This patch is technically NFC, but I'm not putting NFC in the title because it shouldn't be considered a trivial change.
Over in D116821, there are some benchmarks where InstrRefBasedLDV significantly increases max-rss during LTO and the like. After thinking about it, it seems a bit stupid that we compute lots of information, store them all in huge tables, then emit them to DBG_VALUE instructions, then free the tables. We can do better: this patch solves the variable value problem in lexical scope depth-first order, allowing blocks where all contained scopes have been processed to be emitted early and the relevant information freed. This isn't going to solve the problem of instruction-referencing producing lots of variable information, but it should make the overhead on top of that stop growing linearly.
I've kept the unordered-explore code available, and it can be selected with a command line flag, to ease debugging in the future. I might figure out a way to make the unit tests use both of these modes, but haven't done that yet.
The approach is to:
- Make use of the fact LexicalScopes gives a depth-number to each lexical scope,
- Produce an "ejection map" [0] that identifies the last lexical scope to make use of a block,
- Enumerate each scope in LexicalScopes' DFS order, solving the variable value problem,
- After each scope is processed, look for any blocks that won't be used by any other scope, and "eject" them.

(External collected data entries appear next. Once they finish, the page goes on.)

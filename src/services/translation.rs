use super::{
    SUBSCRIPTION_KEY_HEADER, SUBSCRIPTION_REGION_HEADER, Translator, api_url, build_client,
    check_status,
};
use crate::error::ServiceError;
use crate::io_struct::{TranslateInput, TranslateOutput, first_translation};
use crate::language::translator_language;
use async_trait::async_trait;
use reqwest::Client;
use std::time::Duration;

pub const DEFAULT_TRANSLATOR_ENDPOINT: &str = "https://api.cognitive.microsofttranslator.com";
const API_VERSION: &str = "3.0";

#[derive(Debug, Clone)]
pub struct HttpTranslator {
    client: Client,
    endpoint: String,
    key: String,
    region: String,
}

impl HttpTranslator {
    pub fn new(
        endpoint: String,
        key: String,
        region: String,
        timeout: Duration,
    ) -> Result<Self, ServiceError> {
        Ok(Self {
            client: build_client(timeout)?,
            endpoint,
            key,
            region,
        })
    }
}

#[async_trait]
impl Translator for HttpTranslator {
    async fn translate(&self, text: &str, target_language: &str) -> Result<String, ServiceError> {
        let batch = [TranslateInput {
            text: text.to_string(),
        }];
        let to = translator_language(target_language);
        let resp = self
            .client
            .post(api_url(&self.endpoint, "/translate"))
            .query(&[("api-version", API_VERSION), ("to", to.as_str())])
            .header(SUBSCRIPTION_KEY_HEADER, &self.key)
            .header(SUBSCRIPTION_REGION_HEADER, &self.region)
            .json(&batch)
            .send()
            .await?;
        let resp = check_status(resp).await?;
        let body = resp.bytes().await?;
        let outputs: Vec<TranslateOutput> = serde_json::from_slice(&body)
            .map_err(|e| ServiceError::Malformed(format!("translation response: {}", e)))?;

        first_translation(outputs)
            .ok_or_else(|| ServiceError::Malformed("response contained no translations".to_string()))
    }
}
use crate::client_pool::PoolPolicy;
use crate::error::{ConfigError, ConfigResult};
use crate::language::VoiceMap;
use crate::services::translation::DEFAULT_TRANSLATOR_ENDPOINT;
use clap::Parser;
use reqwest::Url;
use std::time::Duration;

#[derive(Parser, Debug, Clone)]
#[command(name = "speech-relay")]
#[command(about = "Speech relay - transcribe, translate and re-voice uploaded audio clips")]
#[command(long_about = r#"
Speech relay - transcribe, translate and re-voice uploaded audio clips

Every option can also be supplied through the environment variable shown
in its help text. Configuration is read once at startup.

Examples:
  SPEECH_KEY=... SPEECH_REGION=westeurope \
  TRANSLATOR_KEY=... TRANSLATOR_REGION=westeurope \
  speech-relay --port 8080 --queue-concurrency 8 --synthesis-pool-size 4
"#)]
pub struct ServiceConfig {
    /// Host address to bind the server
    #[arg(long, env = "SPEECH_RELAY_HOST", default_value = "127.0.0.1")]
    pub host: String,

    /// Port number to bind the server
    #[arg(long, env = "PORT", default_value_t = 8080)]
    pub port: u16,

    /// Subscription key for speech recognition and synthesis
    #[arg(long, env = "SPEECH_KEY", hide_env_values = true)]
    pub speech_key: String,

    /// Region of the speech resource, used to derive the service hosts
    #[arg(long, env = "SPEECH_REGION")]
    pub speech_region: String,

    /// Override for both speech hosts (recognition and synthesis)
    #[arg(long, env = "SPEECH_ENDPOINT")]
    pub speech_endpoint: Option<String>,

    /// Subscription key for the translator
    #[arg(long, env = "TRANSLATOR_KEY", hide_env_values = true)]
    pub translator_key: String,

    /// Region of the translator resource
    #[arg(long, env = "TRANSLATOR_REGION")]
    pub translator_region: String,

    /// Translator endpoint
    #[arg(long, env = "TRANSLATOR_ENDPOINT", default_value = DEFAULT_TRANSLATOR_ENDPOINT)]
    pub translator_endpoint: String,

    /// Locale passed to the recognizer, e.g. en-US. "auto" is forwarded as is and
    /// only works with a SPEECH_ENDPOINT that detects the language itself; the
    /// regional short-audio endpoint needs a concrete locale.
    #[arg(long, env = "RECOGNITION_LANGUAGE", default_value = "auto")]
    pub recognition_language: String,

    /// Target language when a request does not name one
    #[arg(long, env = "DEFAULT_TARGET_LANGUAGE", default_value = "en-US")]
    pub default_target_language: String,

    /// Fallback voice for target locales missing from the voice map (use a multilingual voice)
    #[arg(long, env = "SYNTHESIS_VOICE", default_value = "en-US-JennyMultilingualNeural")]
    pub synthesis_voice: String,

    /// Per-locale voices, e.g. "de-DE=de-DE-KatjaNeural,fr-FR=fr-FR-DeniseNeural"
    #[arg(long, env = "SYNTHESIS_VOICE_MAP", default_value = "")]
    pub synthesis_voice_map: String,

    /// Maximum number of pipelines executing at once
    #[arg(long, env = "QUEUE_CONCURRENCY", default_value_t = 4)]
    pub queue_concurrency: usize,

    /// Maximum number of requests waiting for admission (unbounded if unset)
    #[arg(long, env = "MAX_QUEUE_DEPTH")]
    pub max_queue_depth: Option<usize>,

    /// Number of synthesis clients created at startup
    #[arg(long, env = "SYNTHESIS_POOL_SIZE", default_value_t = 4)]
    pub synthesis_pool_size: usize,

    /// How pool entries are handed out
    #[arg(long, env = "SYNTHESIS_POOL_POLICY", default_value = "exclusive", value_parser = ["shared", "random", "exclusive"])]
    pub synthesis_pool_policy: String,

    /// Deadline in seconds for each remote call
    #[arg(long, env = "STAGE_TIMEOUT_SECS", default_value_t = 60)]
    pub stage_timeout_secs: u64,

    /// Maximum accepted upload size in bytes
    #[arg(long, env = "MAX_UPLOAD_BYTES", default_value_t = 26214400)] // 25MB
    pub max_upload_bytes: usize,

    /// Interval in seconds between load reports (0 disables them)
    #[arg(long, env = "LOG_INTERVAL_SECS", default_value_t = 30)]
    pub log_interval: u64,

    /// Log level
    #[arg(long, env = "LOG_LEVEL", default_value = "info", value_parser = ["trace", "debug", "info", "warn", "error"])]
    pub log_level: String,
}

impl ServiceConfig {
    pub fn validate(&self) -> ConfigResult<()> {
        require_non_empty("speech_key", &self.speech_key)?;
        require_non_empty("speech_region", &self.speech_region)?;
        require_non_empty("translator_key", &self.translator_key)?;
        require_non_empty("translator_region", &self.translator_region)?;
        require_non_empty("recognition_language", &self.recognition_language)?;
        require_non_empty("default_target_language", &self.default_target_language)?;

        if let Some(endpoint) = &self.speech_endpoint {
            validate_endpoint("speech_endpoint", endpoint)?;
        }
        validate_endpoint("translator_endpoint", &self.translator_endpoint)?;

        require_positive("queue_concurrency", self.queue_concurrency as u64)?;
        require_positive("synthesis_pool_size", self.synthesis_pool_size as u64)?;
        require_positive("stage_timeout_secs", self.stage_timeout_secs)?;
        require_positive("max_upload_bytes", self.max_upload_bytes as u64)?;
        if let Some(depth) = self.max_queue_depth {
            require_positive("max_queue_depth", depth as u64)?;
        }

        self.pool_policy()?;
        self.voice_map()?;
        Ok(())
    }

    pub fn pool_policy(&self) -> ConfigResult<PoolPolicy> {
        PoolPolicy::parse(&self.synthesis_pool_policy).ok_or_else(|| ConfigError::InvalidValue {
            field: "synthesis_pool_policy".to_string(),
            value: self.synthesis_pool_policy.clone(),
            reason: "expected shared or exclusive".to_string(),
        })
    }

    pub fn voice_map(&self) -> ConfigResult<VoiceMap> {
        VoiceMap::parse(&self.synthesis_voice_map)
    }

    /// True when the recognizer is asked to detect the language against the
    /// regional endpoint, which does not support detection
    pub fn recognition_language_unsupported(&self) -> bool {
        self.speech_endpoint.is_none() && self.recognition_language.eq_ignore_ascii_case("auto")
    }

    pub fn stage_timeout(&self) -> Duration {
        Duration::from_secs(self.stage_timeout_secs)
    }

    pub fn recognition_endpoint(&self) -> String {
        self.speech_endpoint
            .clone()
            .unwrap_or_else(|| format!("https://{}.stt.speech.microsoft.com", self.speech_region))
    }

    pub fn synthesis_endpoint(&self) -> String {
        self.speech_endpoint
            .clone()
            .unwrap_or_else(|| format!("https://{}.tts.speech.microsoft.com", self.speech_region))
    }

    pub fn log_level_filter(&self) -> log::LevelFilter {
        self.log_level.parse().unwrap_or(log::LevelFilter::Info)
    }
}

fn require_non_empty(field: &str, value: &str) -> ConfigResult<()> {
    if value.trim().is_empty() {
        return Err(ConfigError::MissingRequired {
            field: field.to_string(),
        });
    }
    Ok(())
}

fn require_positive(field: &str, value: u64) -> ConfigResult<()> {
    if value == 0 {
        return Err(ConfigError::InvalidValue {
            field: field.to_string(),
            value: value.to_string(),
            reason: "must be greater than 0".to_string(),
        });
    }
    Ok(())
}

fn validate_endpoint(field: &str, endpoint: &str) -> ConfigResult<()> {
    let invalid = |reason: String| ConfigError::InvalidValue {
        field: field.to_string(),
        value: endpoint.to_string(),
        reason,
    };
    let url = Url::parse(endpoint).map_err(|e| invalid(e.to_string()))?;
    match url.scheme() {
        "http" | "https" => Ok(()),
        other => Err(invalid(format!("unsupported scheme {}", other))),
    }
}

Where "ejecting" is translating the variable value information into DBG_VALUE instructions in the block, and freeing any machine-value or variable-value information for that block.
I haven't tested the reproducer posted in D116821 yet, but this (and stacked patches) reduces the instr-ref growth in max-rss in mafft / SPASS from 26%/35% to roughly 10% each. Digging into SPASS, the culprit is the "main" function, which LTO seems to inline a lot of stuff into. As ever, the amount of debug-info is way out of proportion to the actual code, there are some 31k non-debug instructions. After LiveDebugValues, there are ~90k DBG_VALUEs with VarLocBasedLDV, ~135k DBG_VALUEs with InstrRefBasedLDV. The ultimate fix for this is to stream variable information into the DWARF printer when needed, rather than coughing it all up at the same time and creating instructions for it.
Testing: no test added on account of this being a performance patch. I've built stage2 clang RelWithDebinfo with and without this change, and all object files are identical, except for InstrRefBasedImp.cpp.o of course.
[0] This could be called an emission instead of ejecting, but I've written emission in a lot of other places.
clang-format: please reformat the code